**Your goal**
Look through the lines below and extract any with the word "bool".

**Data extracted from a collection**
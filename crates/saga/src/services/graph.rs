//! Social graph store and the user-creation steps it serves.

use std::collections::HashMap;
use std::sync::Arc;

use async_trait::async_trait;
use common::EntityId;
use domain::User;
use messaging::SharedChannel;
use tokio::sync::RwLock;

use crate::error::{Result, SagaError};
use crate::message::SagaSubjects;
use crate::participant::{Participant, StepHandler};
use crate::user_creation::{CreateUserCommand, CreateUserSaga};

/// Queue group of the social graph service.
pub const GRAPH_SERVICE: &str = "graph-service";

/// A user node in the social graph.
#[derive(Debug, Clone, PartialEq, Eq)]
pub struct UserNode {
    pub user_id: EntityId,
    pub username: String,
    /// Private users must approve followers.
    pub private: bool,
}

impl From<&User> for UserNode {
    fn from(user: &User) -> Self {
        Self {
            user_id: user.id,
            username: user.username.clone(),
            private: user.is_private(),
        }
    }
}

#[async_trait]
pub trait GraphStore: Send + Sync {
    /// Creates or updates the node of a user.
    async fn upsert_node(&self, node: UserNode) -> Result<()>;

    /// Deletes the node of a user. Deleting twice is not an error.
    async fn remove_node(&self, user_id: EntityId) -> Result<()>;

    async fn get_node(&self, user_id: EntityId) -> Result<Option<UserNode>>;
}

#[derive(Debug, Default)]
struct InMemoryGraphState {
    nodes: HashMap<EntityId, UserNode>,
    fail_on_upsert: bool,
}

/// In-memory graph store.
#[derive(Debug, Clone, Default)]
pub struct InMemoryGraphStore {
    state: Arc<RwLock<InMemoryGraphState>>,
}

impl InMemoryGraphStore {
    pub fn new() -> Self {
        Self::default()
    }

    pub async fn set_fail_on_upsert(&self, fail: bool) {
        self.state.write().await.fail_on_upsert = fail;
    }

    pub async fn node_count(&self) -> usize {
        self.state.read().await.nodes.len()
    }

    pub async fn contains(&self, user_id: EntityId) -> bool {
        self.state.read().await.nodes.contains_key(&user_id)
    }
}

#[async_trait]
impl GraphStore for InMemoryGraphStore {
    async fn upsert_node(&self, node: UserNode) -> Result<()> {
        let mut state = self.state.write().await;
        if state.fail_on_upsert {
            return Err(SagaError::GraphStore("graph store unavailable".to_string()));
        }
        state.nodes.insert(node.user_id, node);
        Ok(())
    }

    async fn remove_node(&self, user_id: EntityId) -> Result<()> {
        self.state.write().await.nodes.remove(&user_id);
        Ok(())
    }

    async fn get_node(&self, user_id: EntityId) -> Result<Option<UserNode>> {
        Ok(self.state.read().await.nodes.get(&user_id).cloned())
    }
}

/// Handles `UpdateGraph`.
pub struct UpsertUserNode {
    store: Arc<dyn GraphStore>,
}

impl UpsertUserNode {
    pub fn new(store: Arc<dyn GraphStore>) -> Self {
        Self { store }
    }
}

#[async_trait]
impl StepHandler<User> for UpsertUserNode {
    async fn apply(&self, user: User) -> Result<User> {
        self.store.upsert_node(UserNode::from(&user)).await?;
        Ok(user)
    }
}

/// Subscribes the graph service to its user-creation step.
///
/// The graph write is the last step, so there is no rollback to bind.
pub async fn graph_participant(
    channel: SharedChannel,
    subjects: SagaSubjects,
    store: Arc<dyn GraphStore>,
) -> Result<Participant<CreateUserSaga>> {
    Participant::builder(GRAPH_SERVICE, channel, subjects)
        .bind(CreateUserCommand::UpdateGraph, UpsertUserNode::new(store))
        .subscribe()
        .await
}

**Written answer**
    pub private: bool,
    fail_on_upsert: bool,
    pub async fn set_fail_on_upsert(&self, fail: bool) {
    pub async fn contains(&self, user_id: EntityId) -> bool {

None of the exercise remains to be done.